Two-pass strategy: Pass 1 applies high-confidence rules (impossible bigrams like ft, fp, fc). Pass 2 uses 4-gram frequency disambiguation for ambiguous word-initial f- patterns.

Diacritics and Macrons

from latincy_preprocess import strip_diacritics, strip_macrons

strip_macrons("ārma")
# 'arma'

strip_diacritics("λόγος")
# 'λογος'

Beta Code → Unicode Greek

Latin prose corpora often encode embedded Greek quotations as TLG/Perseus-style Beta Code. Convert it to polytonic Unicode (NFC):

from latincy_preprocess import beta_to_unicode

beta_to_unicode("zei/dwros a)/roura")
# 'ζείδωρος ἄρουρα'

Note: this transliterates every ASCII letter to Greek, so apply it only to isolated Beta Code spans, not mixed Latin/Greek text. Use is_betacode() to guard or segment input:

from latincy_preprocess import beta_to_unicode, is_betacode

span = "a)/nqrwpos"
clean = beta_to_unicode(span) if is_betacode(span) else span
# 'ἄνθρωπος'  —  Latin spans are left untouched

is_betacode() is a heuristic (Beta Code written with no diacritics is indistinguishable from Latin), but it reliably catches accented Greek and ignores ordinary Latin punctuation.

spaCy Integration

Three pipeline components are available as spaCy factories:

Unified Preprocessor (recommended)

Chains long-s correction → U/V normalization in the correct order:

import spacy

nlp = spacy.blank("la")
nlp.add_pipe("latin_preprocessor")

doc = nlp("Gallia eft omnis diuisa in partes tres")
doc._.preprocessed          # 'Gallia est omnis divisa in partes tres'
doc[2]._.preprocessed       # 'est'
doc[2]._.preprocessed_lemma # normalized lemma

Either normalizer can be disabled:

nlp.add_pipe("latin_preprocessor", config={"uv": False})
nlp.add_pipe("latin_preprocessor", config={"long_s": False})

Standalone Components

nlp.add_pipe("uv_normalizer")
# doc._.uv_normalized, token._.uv_normalized, token._.uv_normalized_lemma

nlp.add_pipe("long_s_normalizer")
# doc._.long_s_normalized, token._.long_s_normalized

Rust Backend

When compiled with maturin, a Rust backend provides ~3x throughput for both normalizers.

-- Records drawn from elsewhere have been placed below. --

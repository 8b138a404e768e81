use serde::{Deserialize, Serialize};
use serde_json::Value;

/// Display label for the provider account in the admin balance envelope.
pub const ACCOUNT_NAME: &str = "LazackBoost";

#[derive(Serialize, Debug)]
pub struct Health {
    pub status: &'static str,
}

/// Payload forwarded to the provider's order-creation endpoint. Carries the
/// translated numeric `service_id`, never the user-facing service code.
#[derive(Serialize, Deserialize, Debug, Clone, PartialEq, Eq)]
pub struct OrderPayload {
    pub service_id: u32,
    pub username_or_link: String,
    pub quantity: u64,
    pub currency: String,
}

/// Envelope returned to the caller after a successful order placement.
#[derive(Serialize, Debug)]
pub struct OrderReceipt {
    pub status: &'static str,
    pub service_code: String,
    pub order: Value,
}

impl OrderReceipt {
    pub fn success(service_code: String, order: Value) -> Self {
        Self { status: "success", service_code, order }
    }
}

/// Envelope returned by the admin balance endpoint.
#[derive(Serialize, Debug)]
pub struct BalanceEnvelope {
    pub account: &'static str,
    pub balance: Value,
}

impl BalanceEnvelope {
    pub fn new(balance: Value) -> Self {
        Self { account: ACCOUNT_NAME, balance }
    }
}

The backend is selected automatically:

from latincy_preprocess import backend

backend()  # 'rust' or 'python'

The Python backend is fully functional and used as the fallback.

Accuracy

U/V Normalization

Dataset Accuracy
Curated test set (100 sentences) 100%
UD Latin PROIEL (~21K u/v chars) ~98%
UD Latin Perseus (~18K u/v chars) ~97%

Long-S Correction

Pass 1 rules have a 0.00% false positive rate. Pass 2 disambiguation uses a protected allowlist of ~170 common Latin f- words (inline in long_s/_rules.py) plus n-gram frequency tables (JSON files in long_s/data/ngrams/).

Changelog

See CHANGELOG.md for release history.

Citation

@software{latincy_preprocess,
  title = {latincy-preprocess: Text Preprocessing for LatinCy Projects},
  author = {Burns, Patrick J.},
  year = {2026},
  url = {https://github.com/latincy/latincy-preprocess}
}

Acknowledgments

The betacode submodule adapts the Beta Code → Unicode conversion tables and algorithm from the Classical Language Toolkit (cltk.alphabet.grc.beta_to_unicode), used under the MIT License (Copyright © 2013 Classical Language Toolkit). It is reimplemented here on the Python standard library so the package remains dependency-free.

License

MIT

Project details


Download files

Download the file for your platform. If you're not sure which to choose, learn more about installing packages.

Source Distribution

latincy_preprocess-0.3.1.tar.gz (164.4 kB view details)

Uploaded Source

Built Distributions

If you're not sure about the file name format, learn more about wheel file names.

latincy_preprocess-0.3.1-pp311-pypy311_pp73-manylinux_2_17_x86_64.manylinux2014_x86_64.whl (490.3 kB view details)

Uploaded PyPymanylinux: glibc 2.17+ x86-64

latincy_preprocess-0.3.1-cp313-cp313-win_amd64.whl (352.5 kB view details)

Uploaded CPython 3.13Windows x86-64

latincy_preprocess-0.3.1-cp313-cp313-manylinux_2_17_x86_64.manylinux2014_x86_64.whl (488.9 kB view details)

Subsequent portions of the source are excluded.